A arca do tesouro

A correspondência (no sentido de troca de cartas entre pessoas) deixou simplesmente de existir; todos nós trocamos e-mails quando a coisa exige mais explicações e SMS terrivelmente curtas quando queremos dar apenas um recadinho. No entanto, a correspondência ajudou muito ao estudo dos hábitos desta ou daquela época e geografia; e, na Holanda, encontrou-se recentemente uma arca carregadinha de cartas (mais de 2500) que podem contribuir com dados muito interessantes para o estudo da vida no país durante o século XVII. Parece que as cartas, muitas das quais estavam seladas e nunca tinham sido abertas, foram arrecadadas por um chefe dos Correios; na altura, era costume pagar a franquia quem recebia a carta, e não quem a mandava; e havia, pois claro, quem não quisesse pagar, ou não quisesse receber a carta, como o homem que morria de medo de que ela lhe trouxesse a notícia de que estava para ser pai (e tinha razão).
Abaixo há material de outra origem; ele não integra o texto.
/*
 * Copyright 2019-2020 Wren Powell
 *
 * Licensed under the Apache License, Version 2.0 (the "License");
 * you may not use this file except in compliance with the License.
 * You may obtain a copy of the License at
 *
 *     http://www.apache.org/licenses/LICENSE-2.0
 *
 * Unless required by applicable law or agreed to in writing, software
 * distributed under the License is distributed on an "AS IS" BASIS,
 * WITHOUT WARRANTIES OR CONDITIONS OF ANY KIND, either express or implied.
 * See the License for the specific language governing permissions and
 * limitations under the License.
 */

use std::fs;
use std::io;
use std::path::{Path, PathBuf};

use rayon::prelude::*;
use walkdir::WalkDir;

use crate::error::Error;
use crate::storage::StorageProvider;
use crate::Result;

/// A `StorageProvider` backed by the local filesystem.
///
/// Keys are forward-slash delimited paths relative to `root`. Writing to a
/// key creates any missing parent directories.
#[derive(Debug)]
pub struct LocalProvider {
    root: PathBuf,
}

impl LocalProvider {
    /// Open (or create) a `LocalProvider` rooted at `root`.
    ///
    /// # Errors
    /// - `Error::PathIsDirectory` if `root` exists and is a file.
    pub fn new(root: impl Into<PathBuf>) -> Result<Self> {
        let root = root.into();
        if root.is_file() {
            return Err(Error::PathIsDirectory(root.display().to_string()));
        }
        fs::create_dir_all(&root)?;
        Ok(Self { root })
    }

    fn full_path(&self, key: &str) -> PathBuf {
        self.root.join(key)
    }

    /// Resolve `key` to a file path, failing if it names a directory.
    fn file_path(&self, key: &str) -> Result<PathBuf> {
        let path = self.full_path(key);
        if path.is_dir() {
            return Err(Error::PathIsDirectory(key.to_string()));
        }
        Ok(path)
    }

    fn read_file(path: &Path) -> Result<Vec<u8>> {
        fs::read(path).map_err(|error| match error.kind() {
            io::ErrorKind::NotFound => Error::KeyNotFound(path.display().to_string()),
            _ => Error::Io(error),
        })
    }
}

impl StorageProvider for LocalProvider {
    fn get(&self, key: &str) -> Result<Vec<u8>> {
        let path = self.file_path(key)?;
        Self::read_file(&path)
    }

    fn get_many(&self, keys: &[String]) -> Result<Vec<Vec<u8>>> {
        // Bounded worker pool for bulk reads; rayon's global pool caps
        // concurrency to the number of available cores.
        keys.par_iter().map(|key| self.get(key)).collect()
    }

    fn set(&self, key: &str, value: Vec<u8>) -> Result<()> {
        let path = self.full_path(key);
        if let Some(parent) = path.parent() {
            if parent.is_file() {
                return Err(Error::LeafAtContainerPath(parent.display().to_string()));
            }
            fs::create_dir_all(parent)?;
        }
        fs::write(&path, value)?;
        Ok(())
    }

    fn delete(&self, key: &str) -> Result<()> {
        let path = self.file_path(key)?;
        fs::remove_file(&path).map_err(|error| match error.kind() {
            io::ErrorKind::NotFound => Error::KeyNotFound(key.to_string()),
            _ => Error::Io(error),
        })
    }

    fn keys(&self) -> Result<Vec<String>> {
        let mut keys = Vec::new();
        for entry in WalkDir::new(&self.root) {
            let entry = entry.map_err(|error| Error::Io(error.into()))?;
            if entry.file_type().is_file() {
                let relative = entry
                    .path()
                    .strip_prefix(&self.root)
                    .expect("walked entry is under root")
                    .to_string_lossy()
                    .replace(std::path::MAIN_SEPARATOR, "/");
                keys.push(relative);
            }
        }
        Ok(keys)
    }
}

#[cfg(test)]
mod tests {
    use super::*;
    use tempfile::tempdir;

    #[test]
    fn set_then_get_round_trips() {
        let dir = tempdir().unwrap();
        let provider = LocalProvider::new(dir.path()).unwrap();
        provider.set("a/b.bin", b"hello".to_vec()).unwrap();
        assert_eq!(provider.get("a/b.bin").unwrap(), b"hello");
    }

    #[test]
    fn get_on_directory_fails() {
        let dir = tempdir().unwrap();
        let provider = LocalProvider::new(dir.path()).unwrap();
        provider.set("a/b.bin", b"hello".to_vec()).unwrap();
        assert!(matches!(provider.get("a"), Err(Error::PathIsDirectory(_))));
    }

    #[test]
    fn get_many_preserves_order() {
        let dir = tempdir().unwrap();
        let provider = LocalProvider::new(dir.path()).unwrap();
        provider.set("a", vec![1]).unwrap();
        provider.set("b", vec![2]).unwrap();
        provider.set("c", vec![3]).unwrap();
        let keys = vec!["c".to_string(), "a".to_string(), "b".to_string()];
        assert_eq!(provider.get_many(&keys).unwrap(), vec![vec![3], vec![1], vec![2]]);
    }

    #[test]
    fn delete_missing_key_fails() {
        let dir = tempdir().unwrap();
        let provider = LocalProvider::new(dir.path()).unwrap();
        assert!(matches!(provider.delete("missing"), Err(Error::KeyNotFound(_))));
    }

    #[test]
    fn keys_lists_nested_files() {
        let dir = tempdir().unwrap();
        let provider = LocalProvider::new(dir.path()).unwrap();
        provider.set("x/y/z.bin", vec![]).unwrap();
        let keys = provider.keys().unwrap();
        assert_eq!(keys, vec!["x/y/z.bin".to_string()]);
    }
}
/*
 * Copyright 2019-2020 Wren Powell
 *
 * Licensed under the Apache License, Version 2.0 (the "License");
 * you may not use this file except in compliance with the License.
 * You may obtain a copy of the License at
 *
 *     http://www.apache.org/licenses/LICENSE-2.0
 *
 * Unless required by applicable law or agreed to in writing, software
 * distributed under the License is distributed on an "AS IS" BASIS,
 * WITHOUT WARRANTIES OR CONDITIONS OF ANY KIND, either express or implied.
 * See the License for the specific language governing permissions and
 * limitations under the License.
 */

//! Persisted metadata: the dataset-level tensor catalog and per-tensor
//! schema.

mod dataset_meta;
mod tensor_meta;

pub use dataset_meta::DatasetMeta;
pub use tensor_meta::TensorMeta;
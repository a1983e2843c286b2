/*
 * Copyright 2019-2020 Wren Powell
 *
 * Licensed under the Apache License, Version 2.0 (the "License");
 * you may not use this file except in compliance with the License.
 * You may obtain a copy of the License at
 *
 *     http://www.apache.org/licenses/LICENSE-2.0
 *
 * Unless required by applicable law or agreed to in writing, software
 * distributed under the License is distributed on an "AS IS" BASIS,
 * WITHOUT WARRANTIES OR CONDITIONS OF ANY KIND, either express or implied.
 * See the License for the specific language governing permissions and
 * limitations under the License.
 */

use std::collections::BTreeMap;
use std::sync::RwLock;

use crate::error::Error;
use crate::storage::StorageProvider;
use crate::Result;

/// An in-memory `StorageProvider` backed by a `BTreeMap`.
///
/// This is the provider used for tests, and is the natural choice for a
/// `CacheLayer`'s bounded `cache_storage`.
#[derive(Debug, Default)]
pub struct MemoryProvider {
    values: RwLock<BTreeMap<String, Vec<u8>>>,
}

impl MemoryProvider {
    /// Create a new, empty `MemoryProvider`.
    pub fn new() -> Self {
        Self::default()
    }
}

impl StorageProvider for MemoryProvider {
    fn get(&self, key: &str) -> Result<Vec<u8>> {
        self.values
            .read()
            .unwrap()
            .get(key)
            .cloned()
            .ok_or_else(|| Error::KeyNotFound(key.to_string()))
    }

    fn set(&self, key: &str, value: Vec<u8>) -> Result<()> {
        self.values.write().unwrap().insert(key.to_string(), value);
        Ok(())
    }

    fn delete(&self, key: &str) -> Result<()> {
        self.values
            .write()
            .unwrap()
            .remove(key)
            .map(|_| ())
            .ok_or_else(|| Error::KeyNotFound(key.to_string()))
    }

    fn keys(&self) -> Result<Vec<String>> {
        Ok(self.values.read().unwrap().keys().cloned().collect())
    }

    fn len(&self) -> Result<usize> {
        Ok(self.values.read().unwrap().len())
    }
}
/*
 * Copyright 2019-2020 Wren Powell
 *
 * Licensed under the Apache License, Version 2.0 (the "License");
 * you may not use this file except in compliance with the License.
 * You may obtain a copy of the License at
 *
 *     http://www.apache.org/licenses/LICENSE-2.0
 *
 * Unless required by applicable law or agreed to in writing, software
 * distributed under the License is distributed on an "AS IS" BASIS,
 * WITHOUT WARRANTIES OR CONDITIONS OF ANY KIND, either express or implied.
 * See the License for the specific language governing permissions and
 * limitations under the License.
 */

use crate::error::Error;
use crate::Result;

/// The byte width of one element of `dtype`.
///
/// This crate treats sample payloads as opaque byte slabs; it only needs
/// `itemsize` to compute byte offsets for chunking and index slicing, not
/// to interpret the bytes numerically.
pub fn itemsize(dtype: &str) -> Result<usize> {
    match dtype {
        "bool" | "uint8" | "int8" => Ok(1),
        "uint16" | "int16" | "float16" => Ok(2),
        "uint32" | "int32" | "float32" => Ok(4),
        "uint64" | "int64" | "float64" => Ok(8),
        other => Err(Error::TensorMetaMismatch {
            field: "dtype",
            expected: "a recognized dtype name".to_string(),
            got: other.to_string(),
        }),
    }
}
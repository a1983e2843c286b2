/*
 * Copyright 2019-2020 Wren Powell
 *
 * Licensed under the Apache License, Version 2.0 (the "License");
 * you may not use this file except in compliance with the License.
 * You may obtain a copy of the License at
 *
 *     http://www.apache.org/licenses/LICENSE-2.0
 *
 * Unless required by applicable law or agreed to in writing, software
 * distributed under the License is distributed on an "AS IS" BASIS,
 * WITHOUT WARRANTIES OR CONDITIONS OF ANY KIND, either express or implied.
 * See the License for the specific language governing permissions and
 * limitations under the License.
 */

use std::str::FromStr;

use crate::error::Error;
use crate::Result;

/// A named archetype that supplies default `dtype`/`chunk_size`/
/// `compression` for `Dataset::create_tensor`, overridable via
/// [`crate::dataset::TensorOptions`].
#[derive(Debug, Clone, Copy, PartialEq, Eq)]
pub enum Htype {
    Generic,
    Image,
    ClassLabel,
    Text,
    Json,
}

const MB: u64 = 1024 * 1024;

impl Htype {
    pub fn default_dtype(&self) -> &'static str {
        match self {
            Htype::Generic => "float64",
            Htype::Image => "uint8",
            Htype::ClassLabel => "uint32",
            Htype::Text => "uint8",
            Htype::Json => "uint8",
        }
    }

    pub fn default_chunk_size(&self) -> u64 {
        match self {
            Htype::Generic => 16 * MB,
            Htype::Image => 16 * MB,
            Htype::ClassLabel => MB,
            Htype::Text => MB,
            Htype::Json => MB,
        }
    }

    pub fn default_compression(&self) -> Option<String> {
        None
    }
}

impl FromStr for Htype {
    type Err = Error;

    fn from_str(name: &str) -> Result<Self> {
        match name {
            "generic" => Ok(Htype::Generic),
            "image" => Ok(Htype::Image),
            "class_label" => Ok(Htype::ClassLabel),
            "text" => Ok(Htype::Text),
            "json" => Ok(Htype::Json),
            other => Err(Error::InvalidKeyType(other.to_string())),
        }
    }
}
E, assim, durante séculos, toda a correspondência que não chegou ao destino ficou guardada na arca, até que nos nossos dias a arca foi descoberta... e aberta! Agora, os académicos de cinco universidades espalhadas pelo mundo estão a deliciar-se com a leitura de centenas de missivas de aristocratas, espiões, actores, músicos, editores, mercadores e até gente do campo praticamente analfabeta. Uma arca do tesouro, sem dúvida.

Comentários

  1. Entre tantas cartas, deverá haver de certeza muitas com interesse, em vários campos.

    A leitura de correspondências continua a ser um meio extremamente importante para compreender as épocas e as próprias pessoas.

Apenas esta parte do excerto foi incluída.